If the states fail to agree on a COVID-19 hotspot definition, Scott Morrison will strike, using their failure as his justification, writes Dr Jennifer Wilson.
Contesting the right of states to close borders as they see fit stirs some powerful emotions. The debate tends to bifurcate into two factions, broadly representing those who put health first and those who prioritise the economy.
As with any border, there are those whose sense of belonging this containment nurtures and those who are inevitably othered by its existence.
This is a chilling observation and one that indicates a direction nobody should want to take. The idea that a state should only allow “our people” access to medical treatment is viscerally disturbing. Palaszczuk has since defended her statement. This is but one example of how fraught border closure decisions can become, particularly for the border communities who are most seriously impacted.
At the next meeting of the National Cabinet on Friday (4 September), state and territory leaders will be urged by Prime Minister Scott Morrison to come to an agreement on the criteria for determining which areas are COVID-19 hotspots.
The PM has signalled his intention to establish a national definition with or without agreement from the states.
There is as yet no clinical definition of the term "hotspot", with Queensland imposing arbitrary bans on areas designated as such by the state’s Chief Medical Officer Dr Jennifer Young. Currently, all of NSW is declared a hotspot by Queensland, as well as the ACT, despite the latter having reported no new infections for 50 days and despite the majority of NSW cases being confined to Sydney and its surrounds.
It’s discouraging to realise that nine months into the pandemic, politicians have yet to provide us with this fundamental tool for managing the virus. Yet, here we are.
At the moment, it is unstated whether or not the Federal Government has the power to overrule states on the hotspot definition. Considering that Morrison’s goal is to open up borders as quickly as possible, it’s likely that the Federal criteria will be less stringent than that of most of the states. And if this is the case, does the Federal Government have the authority to impose its own definition and force states to open up?
On 18 March, the Governor-General declared that a human biosecurity emergency exists in Australia due to COVID-19 and for the first time expansive powers under the Biosecurity Act were accorded to the Federal Minister for Health Greg Hunt. The declaration and enforcement of areas as COVID-19 hotspots by the Health Minister appear to be within the scope of these powers. This would grant the Morrison Government the power to overrule any state or territory definition and the ability to control border closures, despite the wishes of a state.

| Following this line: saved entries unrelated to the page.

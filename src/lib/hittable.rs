//! Hit-testing protocol shared by every primitive and by the [Scene](crate::scene::Scene).

use std::fmt::Debug;

use dyn_clone::DynClone;

use crate::{
    raycasting::{HitRecord, Ray},
    DefaultType,
};

/// Anything a [Ray] can intersect.
pub trait Hittable: DynClone + Debug {
    /// Check for intersection with `ray`.
    ///
    /// Only hits whose parameter lies in `(t_min, t_max]` are reported. The exclusive lower bound
    /// keeps a ray from re-hitting the surface it starts on, the upper bound lets callers prune
    /// against the nearest hit found so far.
    fn hit(&self, ray: &Ray, t_min: DefaultType, t_max: DefaultType) -> Option<HitRecord>;
}

dyn_clone::clone_trait_object!(Hittable);

/// `t_min < t <= t_max`
#[inline]
pub fn in_range(t: DefaultType, t_min: DefaultType, t_max: DefaultType) -> bool {
    t_min < t && t <= t_max
}
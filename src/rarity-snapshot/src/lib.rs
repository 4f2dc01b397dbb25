//! Batched rarity snapshot over a deployed tiers contract.

pub mod contract;
pub mod fetcher;
pub mod report;
use std::time::Duration;

use futures::future::join_all;
use itertools::Itertools;
use tokio::time::timeout;

use crate::contract::RarityReader;

/// Reserved rarity code meaning "no assignment".
pub const UNASSIGNED: u8 = 0;

/// Rarity code read for a single token.
#[derive(Debug, Clone, Copy, PartialEq, Eq)]
pub struct RarityEntry {
    pub token_id: u64,
    pub rarity: u8,
}

/// Inclusive token id interval and the number of reads to keep in flight at once.
#[derive(Debug, Clone)]
pub struct QueryRange {
    start: u64,
    end: u64,
    batch_size: usize,
}

impl QueryRange {
    pub fn new(start: u64, end: u64, batch_size: usize) -> anyhow::Result<Self> {
        if batch_size == 0 {
            anyhow::bail!("batch size must be at least 1");
        }
        if start > end {
            anyhow::bail!("invalid token range: {start} > {end}");
        }

        Ok(Self {
            start,
            end,
            batch_size,
        })
    }

    pub fn start(&self) -> u64 {
        self.start
    }

    pub fn end(&self) -> u64 {
        self.end
    }

    pub fn batch_size(&self) -> usize {
        self.batch_size
    }

    /// Total number of token ids in the range.
    pub fn size(&self) -> u64 {
        self.end - self.start + 1
    }
}

/// Queries per-token rarities batch by batch through a [`RarityReader`].
pub struct RarityFetcher<R> {
    reader: R,
    read_timeout: Duration,
}

impl<R: RarityReader> RarityFetcher<R> {
    pub fn new(reader: R, read_timeout: Duration) -> Self {
        Self {
            reader,
            read_timeout,
        }
    }

    /// Reads the rarity of every token in the range, one batch at a time.
    ///
    /// Reads within a batch run concurrently; the next batch starts only once
    /// every read of the current one has settled. A failed or timed out read
    /// is recorded as [`UNASSIGNED`] and never aborts the run.
    pub async fn collect(&self, range: &QueryRange) -> Vec<RarityEntry> {
        let mut results = Vec::with_capacity(range.size() as usize);

        // Collect batches before iteration, otherwise the future won't be `Send`
        let batches: Vec<Vec<u64>> = (range.start()..=range.end())
            .chunks(range.batch_size())
            .into_iter()
            .map(Iterator::collect)
            .collect();

        for token_ids in batches {
            log::info!(
                "querying rarities for tokens {} to {}",
                token_ids.first().unwrap(),
                token_ids.last().unwrap()
            );

            let reads = token_ids.iter().map(|&token_id| self.read_one(token_id));
            results.extend(join_all(reads).await);

            log::info!("progress: {}/{} tokens", results.len(), range.size());
        }

        results
    }

    async fn read_one(&self, token_id: u64) -> RarityEntry {
        match timeout(self.read_timeout, self.reader.read_rarity(token_id)).await {
            Ok(Ok(rarity)) => RarityEntry { token_id, rarity },
            Ok(Err(err)) => {
                log::warn!("rarity read failed for token {token_id}: {err:#}");
                RarityEntry {
                    token_id,
                    rarity: UNASSIGNED,
                }
            }
            Err(_) => {
                log::warn!(
                    "rarity read for token {token_id} timed out after {:?}",
                    self.read_timeout
                );
                RarityEntry {
                    token_id,
                    rarity: UNASSIGNED,
                }
            }
        }
    }
}

#[cfg(test)]
mod tests {
    use std::collections::{HashMap, HashSet};
    use std::sync::atomic::{AtomicUsize, Ordering};
    use std::sync::Arc;

    use async_trait::async_trait;

    use super::*;

    const READ_TIMEOUT: Duration = Duration::from_secs(1);

    struct ScriptedReader {
        values: HashMap<u64, u8>,
        failing: HashSet<u64>,
        delay: Option<Duration>,
    }

    impl ScriptedReader {
        fn new(values: &[(u64, u8)]) -> Self {
            Self {
                values: values.iter().copied().collect(),
                failing: HashSet::new(),
                delay: None,
            }
        }

        fn failing_on(mut self, token_id: u64) -> Self {
            self.failing.insert(token_id);
            self
        }
    }

    #[async_trait]
    impl RarityReader for ScriptedReader {
        async fn read_rarity(&self, token_id: u64) -> anyhow::Result<u8> {
            if let Some(delay) = self.delay {
                tokio::time::sleep(delay).await;
            }
            if self.failing.contains(&token_id) {
                anyhow::bail!("node rejected the call");
            }
            Ok(self.values.get(&token_id).copied().unwrap_or(UNASSIGNED))
        }
    }

    /// Tracks how many reads are in flight at once.
    struct CountingReader {
        current: Arc<AtomicUsize>,
        max: Arc<AtomicUsize>,
    }

    #[async_trait]
    impl RarityReader for CountingReader {
        async fn read_rarity(&self, _token_id: u64) -> anyhow::Result<u8> {
            let in_flight = self.current.fetch_add(1, Ordering::SeqCst) + 1;
            self.max.fetch_max(in_flight, Ordering::SeqCst);
            tokio::time::sleep(Duration::from_millis(20)).await;
            self.current.fetch_sub(1, Ordering::SeqCst);
            Ok(1)
        }
    }

    #[tokio::test]
    async fn test_should_cover_the_whole_range_in_order() {
        let reader = ScriptedReader::new(&[(1, 2), (2, 1), (3, 3)]);
        let fetcher = RarityFetcher::new(reader, READ_TIMEOUT);
        let range = QueryRange::new(1, 3, 2).unwrap();

        let results = fetcher.collect(&range).await;

        assert_eq!(
            results,
            vec![
                RarityEntry {
                    token_id: 1,
                    rarity: 2
                },
                RarityEntry {
                    token_id: 2,
                    rarity: 1
                },
                RarityEntry {
                    token_id: 3,
                    rarity: 3
                },
            ]
        );
    }

    #[tokio::test]
    async fn test_should_collect_identical_results_twice() {
        let reader = ScriptedReader::new(&[(1, 1), (2, 3), (3, 2), (4, 1), (5, 2)]);
        let fetcher = RarityFetcher::new(reader, READ_TIMEOUT);
        let range = QueryRange::new(1, 5, 3).unwrap();

        let first = fetcher.collect(&range).await;
        let second = fetcher.collect(&range).await;

        assert_eq!(first.len(), 5);
        assert_eq!(first, second);
    }

    #[tokio::test]
    async fn test_should_record_failed_read_as_unassigned() {
        let reader = ScriptedReader::new(&[(1, 2), (3, 3), (5, 1)]).failing_on(4);
        let fetcher = RarityFetcher::new(reader, READ_TIMEOUT);
        let range = QueryRange::new(1, 5, 2).unwrap();

        let results = fetcher.collect(&range).await;

        assert_eq!(
            results,
            vec![
                RarityEntry {
                    token_id: 1,
                    rarity: 2
                },
                RarityEntry {
                    token_id: 2,
                    rarity: UNASSIGNED
                },
                RarityEntry {
                    token_id: 3,
                    rarity: 3
                },
                RarityEntry {
                    token_id: 4,
                    rarity: UNASSIGNED
                },
                RarityEntry {
                    token_id: 5,
                    rarity: 1
                },
            ]
        );
    }

    #[tokio::test]
    async fn test_should_settle_hung_read_as_unassigned() {
        let mut reader = ScriptedReader::new(&[(1, 3)]);
        reader.delay = Some(Duration::from_millis(200));
        let fetcher = RarityFetcher::new(reader, Duration::from_millis(10));
        let range = QueryRange::new(1, 1, 1).unwrap();

        let results = fetcher.collect(&range).await;

        assert_eq!(
            results,
            vec![RarityEntry {
                token_id: 1,
                rarity: UNASSIGNED
            }]
        );
    }

    #[tokio::test]
    async fn test_should_cap_in_flight_reads_at_batch_size() {
        let current = Arc::new(AtomicUsize::new(0));
        let max = Arc::new(AtomicUsize::new(0));
        let reader = CountingReader {
            current: current.clone(),
            max: max.clone(),
        };
        let fetcher = RarityFetcher::new(reader, READ_TIMEOUT);
        let range = QueryRange::new(1, 10, 3).unwrap();

        let results = fetcher.collect(&range).await;

        assert_eq!(results.len(), 10);
        assert_eq!(max.load(Ordering::SeqCst), 3);
        assert_eq!(current.load(Ordering::SeqCst), 0);
    }

    #[test]
    fn test_should_reject_zero_batch_size() {
        assert!(QueryRange::new(1, 5, 0).is_err());
    }

    #[test]
    fn test_should_reject_inverted_range() {
        assert!(QueryRange::new(5, 1, 2).is_err());
    }

    #[test]
    fn test_range_size_is_inclusive() {
        assert_eq!(QueryRange::new(1, 500, 50).unwrap().size(), 500);
        assert_eq!(QueryRange::new(7, 7, 1).unwrap().size(), 1);
    }
}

Morrison is absolutely committed to the lifting of travel restrictions between states, to the degree that his Government initially backed businessman Clive Palmer's challenge to the West Australian Government’s lockdown. The Morrison Government’s challenge was withdrawn, apparently when it became evident how popular the hard border is in Western Australia. Having lost his case in the Federal Court, Mr Palmer has now progressed to the High Court and the matter will be heard possibly as early as October. Should the court find in Mr Palmer’s favour, this will have implications for all border closures. It will also embolden the Morrison Government in its efforts to open up.
We are looking at two serious lunges for power by Morrison over the states’ ability to control their own borders. Thus far, Morrison has been thwarted by opinion polls that show he is on the wrong side in this fight. Overwhelmingly, voters support state premiers in their right to determine who may and may not cross their borders. However, there may be no way to prevent the Federal Government assuming control under the expansive powers of the Biosecurity Act.
It would be an act of reckless self-harm should Morrison decide to exercise this power at the moment, in the face of overwhelming resistance. However, the concern must be that this power over the states will be available to a federal government to use at will in a situation such as that we are currently experiencing if Morrison succeeds in imposing a national definition of COVID-19 hotspots — as is his expressed intention.
It is entirely up to the states to co-operatively and sensibly agree on the definition of a hotspot. If they fail to do this, Morrison will at some point strike, using their failure as his justification. This is not the time to retreat into parochialism. It is not the time to play a state-based version of identity politics. It is not the time to wage a war between those who belong in a geographical region arbitrarily determined by man-made borders, and those who do not.
If premiers continue to do this, Morrison will take control. They will then have nobody to blame but themselves if they find their authority and their right to control their own borders usurped by an opportunistic Prime Minister, greedy for power and the chance it gives him to further his own agenda.